[Stored data]

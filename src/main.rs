// Copyright (c) 2026 Amunchain
// Licensed under the Apache License, Version 2.0 (the "License");
// you may not use this file except in compliance with the License.
// You may obtain a copy of the License at
//     http://www.apache.org/licenses/LICENSE-2.0
// Unless required by applicable law or agreed to in writing, software
// distributed under the License is distributed on an "AS IS" BASIS,
// WITHOUT WARRANTIES OR CONDITIONS OF ANY KIND, either express or implied.
// See the License for the specific language governing permissions and
// limitations under the License.

#![forbid(unsafe_code)]
#![warn(missing_docs)]

//! Amunchain hybrid node entrypoint (systemd-friendly).
//! Opens the chain, then runs the trimmer, the optional forger and the optional sync loop
//! until Ctrl-C.

use std::path::{Path, PathBuf};
use std::sync::atomic::{AtomicBool, Ordering};
use std::sync::Arc;
use std::time::Duration;

use anyhow::{Context, Result};
use tracing::{debug, info, warn};

use amunchain_hybrid::core::chain::errors::BlockError;
use amunchain_hybrid::core::chain::processor::{BlockchainProcessor, GenesisSpec, ProcessorSettings};
use amunchain_hybrid::core::config::{load_config, NodeConfig};
use amunchain_hybrid::core::security::crypto::SecretPhrase;
use amunchain_hybrid::core::state::store::{SledStore, VersionedStore};
use amunchain_hybrid::core::types::{Clock, SystemClock};
use amunchain_hybrid::monitoring::metrics::Metrics;
use amunchain_hybrid::networking::peer::StaticPeers;
use amunchain_hybrid::networking::sync::{BlockDownloader, SyncSettings};

fn env(key: &str, default: &str) -> String {
    std::env::var(key).unwrap_or_else(|_| default.to_string())
}

fn init_logging(json: bool) {
    if json {
        let _ = tracing_subscriber::fmt().json().with_target(false).try_init();
    } else {
        let _ = tracing_subscriber::fmt()
            .with_target(false)
            .with_level(true)
            .compact()
            .try_init();
    }
}

fn read_config(path: &Path) -> Result<NodeConfig> {
    if path.exists() {
        load_config(path).with_context(|| format!("config {}", path.display()))
    } else {
        Ok(NodeConfig::default())
    }
}

/// Forge whenever the configured account's hit time arrives.
async fn forge_loop(processor: Arc<BlockchainProcessor>, secret: SecretPhrase, running: Arc<AtomicBool>) {
    let public_key = match secret.public_key() {
        Ok(pk) => pk,
        Err(e) => {
            warn!(error = %e, "forging disabled: bad secret phrase");
            return;
        }
    };
    let mut tick = tokio::time::interval(Duration::from_secs(1));
    while running.load(Ordering::SeqCst) {
        tick.tick().await;
        let p = processor.clone();
        let s = secret.clone();
        let outcome = tokio::task::spawn_blocking(move || -> Result<Option<u32>, BlockError> {
            let Some(hit) = p.next_hit_time(&public_key)? else {
                return Ok(None);
            };
            let now = p.now();
            if now < hit {
                return Ok(None);
            }
            Ok(Some(p.generate_block(&s, now)?.height))
        })
        .await;
        match outcome {
            Ok(Ok(Some(height))) => info!(height, "forged block"),
            Ok(Ok(None)) => {}
            Ok(Err(e)) => debug!(error = %e, "forging attempt failed"),
            Err(e) => warn!(error = %e, "forging task failed"),
        }
    }
}

async fn trim_loop(processor: Arc<BlockchainProcessor>, period: Duration, running: Arc<AtomicBool>) {
    let mut tick = tokio::time::interval(period);
    while running.load(Ordering::SeqCst) {
        tick.tick().await;
        let p = processor.clone();
        match tokio::task::spawn_blocking(move || p.trim_derived_tables()).await {
            Ok(Ok(_)) => {}
            Ok(Err(e)) => warn!(error = %e, "trim failed"),
            Err(e) => warn!(error = %e, "trim task failed"),
        }
    }
}

#[tokio::main]
async fn main() -> Result<()> {
    let config_path = PathBuf::from(env("AMUN_CONFIG", "./amunchain.toml"));
    let cfg = read_config(&config_path)?;
    init_logging(cfg.node.log_json);

    let data_dir = PathBuf::from(&cfg.node.data_dir);
    std::fs::create_dir_all(&data_dir).with_context(|| format!("data dir {}", data_dir.display()))?;
    let db_path = data_dir.join("chain");
    let store: Arc<dyn VersionedStore> = Arc::new(
        SledStore::open(&db_path.to_string_lossy()).with_context(|| format!("store {}", db_path.display()))?,
    );

    let clock: Arc<dyn Clock> = Arc::new(SystemClock::new(cfg.node.epoch_beginning_secs));
    let metrics = Metrics::new().context("metrics")?;
    let processor = Arc::new(
        BlockchainProcessor::open(
            store,
            GenesisSpec::from_config(&cfg.chain).context("genesis")?,
            ProcessorSettings::from_config(&cfg.chain).context("chain settings")?,
            clock,
        )
        .context("open chain")?
        .with_metrics(metrics.clone()),
    );

    info!(
        node = %cfg.node.name,
        data_dir = %data_dir.display(),
        height = processor.chain().height(),
        git = option_env!("VERGEN_GIT_SHA").unwrap_or("unknown"),
        "amunchain hybrid node starting"
    );

    let running = Arc::new(AtomicBool::new(true));
    let mut tasks = Vec::new();
    tasks.push(tokio::spawn(trim_loop(
        processor.clone(),
        Duration::from_millis(cfg.sync.trim_interval_ms.max(1)),
        running.clone(),
    )));

    if let Ok(phrase) = std::env::var("AMUN_SECRET_PHRASE") {
        tasks.push(tokio::spawn(forge_loop(
            processor.clone(),
            SecretPhrase::new(phrase),
            running.clone(),
        )));
    }

    let downloader = if cfg.sync.enabled {
        let d = Arc::new(
            BlockDownloader::new(processor.clone(), Arc::new(StaticPeers::new()), SyncSettings::from(&cfg.sync))
                .with_metrics(metrics.clone()),
        );
        let runner = d.clone();
        tasks.push(tokio::spawn(async move { runner.run().await }));
        Some(d)
    } else {
        None
    };

    tokio::signal::ctrl_c().await.context("signal")?;
    info!("shutting down");
    running.store(false, Ordering::SeqCst);
    if let Some(d) = downloader {
        d.stop();
    }
    for task in tasks {
        task.abort();
    }
    if let Ok(text) = metrics.render() {
        debug!(metrics = %text, "final metrics");
    }
    Ok(())
}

**WORK REQUEST:** Find every line in the records above that holds the word "height", and copy each one.

**ANSWER TO THIS EXERCISE:**
            Ok(Some(p.generate_block(&s, now)?.height))
            Ok(Ok(Some(height))) => info!(height, "forged block"),
        height = processor.chain().height(),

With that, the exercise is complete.